By Subecha Dahal, Nepal Project Coordinator
We want health workers to think of VaxTrac as beyond a technology, but a tool to help them in their work. How does understanding their work do that?
The user is at the center of any successful design process. A technology becomes a successful tool if it aides the user. And to ensure this adoption of technology, identifying the workflow of a health worker gives crucial understanding and insight into the user’s behaviour and how she fits into a larger health service delivery ecosystem of Nepal. And subsequently, how to design a tool that best aides the user, instead of creating a burden.
So we set out to understand what happens inside a health post in Nawalparasi district in Nepal. We discussed and designed a ‘workflow activity’ to conduct with health workers. The aim was to understand how the health worker can best adopt VaxTrac as a part of their regular work and to recognize where and how to best fit it.
The use of VaxTrac and the tablet goes beyond the vaccination session when the vaccine is getting administered to the child. VaxTrac has features that the health workers can use when they need to see aggregate data for the past week or month, send reports or even prepare for the day ahead. We wanted to ensure that health workers recognize it as a tool to make their jobs easier and faster.

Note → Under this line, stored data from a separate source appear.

use axum::extract::FromRequestParts;
use axum::http::request::Parts;
use chrono::{Duration, Utc};
use jsonwebtoken::{decode, encode, DecodingKey, EncodingKey, Header, Validation};
use serde::{Deserialize, Serialize};

use crate::errors::AppError;
use crate::models::User;
use crate::AppState;

const TOKEN_TTL_DAYS: i64 = 7;

#[derive(Debug, Serialize, Deserialize)]
struct Claims {
    sub: String,
    exp: usize,
}

/// Signs and verifies the opaque bearer credential. Used identically to gate
/// HTTP requests and the socket handshake.
#[derive(Clone)]
pub struct AuthService {
    encoding: EncodingKey,
    decoding: DecodingKey,
}

impl AuthService {
    pub fn new(secret: &str) -> Self {
        Self {
            encoding: EncodingKey::from_secret(secret.as_bytes()),
            decoding: DecodingKey::from_secret(secret.as_bytes()),
        }
    }

    pub fn issue(&self, user_id: &str) -> Result<String, AppError> {
        let exp = (Utc::now() + Duration::days(TOKEN_TTL_DAYS)).timestamp() as usize;
        let claims = Claims { sub: user_id.to_string(), exp };
        encode(&Header::default(), &claims, &self.encoding)
            .map_err(|e| AppError::Unexpected(format!("Failed to sign token: {e}")))
    }

    /// Resolves a bearer token to the user id it was issued for.
    pub fn verify(&self, token: &str) -> Result<String, AppError> {
        decode::<Claims>(token, &self.decoding, &Validation::default())
            .map(|data| data.claims.sub)
            .map_err(|_| AppError::Unauthenticated)
    }
}

/// Extractor gating HTTP handlers: reads `Authorization: Bearer …`, verifies
/// the token and loads the user row. Either failure rejects with 401.
pub struct AuthUser(pub User);

impl FromRequestParts<AppState> for AuthUser {
    type Rejection = AppError;

    async fn from_request_parts(
        parts: &mut Parts,
        state: &AppState,
    ) -> Result<Self, Self::Rejection> {
        let header = parts
            .headers
            .get(axum::http::header::AUTHORIZATION)
            .and_then(|v| v.to_str().ok())
            .ok_or(AppError::Unauthenticated)?;
        let token = header
            .strip_prefix("Bearer ")
            .ok_or(AppError::Unauthenticated)?;

        let user_id = state.auth.verify(token)?;
        let user = state
            .users
            .find_by_id(&user_id)
            .await?
            .ok_or(AppError::Unauthenticated)?;
        Ok(AuthUser(user))
    }
}

#[cfg(test)]
mod tests {
    use super::*;

    #[test]
    fn issued_token_round_trips() {
        let auth = AuthService::new("test-secret");
        let token = auth.issue("user-42").unwrap();
        assert_eq!(auth.verify(&token).unwrap(), "user-42");
    }

    #[test]
    fn garbage_token_is_unauthenticated() {
        let auth = AuthService::new("test-secret");
        assert!(matches!(
            auth.verify("not-a-token"),
            Err(AppError::Unauthenticated)
        ));
    }

    #[test]
    fn token_from_other_secret_is_rejected() {
        let issuer = AuthService::new("secret-a");
        let verifier = AuthService::new("secret-b");
        let token = issuer.issue("user-42").unwrap();
        assert!(matches!(
            verifier.verify(&token),
            Err(AppError::Unauthenticated)
        ));
    }
}
use axum::extract::State;
use axum::http::StatusCode;
use axum::Json;

use crate::errors::AppError;
use crate::models::{AuthResponse, LoginRequest, ProfileView, RegisterRequest};
use crate::AppState;

/// POST `/api/auth/register` — create an account and issue a bearer token.
pub async fn register_handler(
    State(state): State<AppState>,
    Json(req): Json<RegisterRequest>,
) -> Result<(StatusCode, Json<AuthResponse>), AppError> {
    let user = state.users.register(&req.name, &req.email, &req.password).await?;
    let token = state.auth.issue(&user.id)?;
    Ok((
        StatusCode::CREATED,
        Json(AuthResponse { token, user: ProfileView::from(&user) }),
    ))
}

/// POST `/api/auth/login` — verify credentials and issue a bearer token.
pub async fn login_handler(
    State(state): State<AppState>,
    Json(req): Json<LoginRequest>,
) -> Result<Json<AuthResponse>, AppError> {
    let user = state.users.login(&req.email, &req.password).await?;
    let token = state.auth.issue(&user.id)?;
    Ok(Json(AuthResponse { token, user: ProfileView::from(&user) }))
}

The first step to understanding a workflow starts with creating a framework within which to initiate those conversations with the health worker. We had to come up with the right questions, the right probes and most importantly explain to the health worker how her input is crucial to designing a successful project.
First, we divided the workflow into three different categories: what happens during the vaccination session when children come to get vaccinated, what happens after the vaccinations session has been completed and what happens before the next session starts. The first would give insight into how raw data is collected, second into how the collected data is used and analyzed and the third into the planning process involved. And although a typical vaccination session in Nawalparasi may spread over only a few days every month, but the complete process extends long beyond the vaccination days. Additionally, in Nawalparasi, there are two different vaccination sessions in a month. There are some clinics that conduct the vaccination session from 5-10 of every Nepali month and the rest conduct their from 15-20 of each Nepali month.
We gathered a group of health workers, including the vaccinators, health post in-charge and other health workers, and explained the purpose of the activity and also got their consent. To keep it visual to a certain extent, we had brought plain chart papers with us to note down key points they share which we stuck on one of the walls. As facilitators, Arati and I conducted the session in Nepali and noted the points they shared on the chart paper. At the end of the session, we went over the points jotted to ensure accuracy and clarity.
One of the many things we observed is that both health posts were slightly different. We knew that although there would be a standard process, because of various factors there are slight differences in how each health post conducts their immunization sessions. During the workflow activity, we saw that while one clinic used computer printed tally sheets, the other used a separate register to tally up total vaccines given for that day or vaccination session.
While we would aim to include more health posts in the future to create a standard workflow, the resultant workflow we created based on the information we gathered helped us understand the perspective of the health worker and where their needs are the most intense and ways to address it with VaxTrac.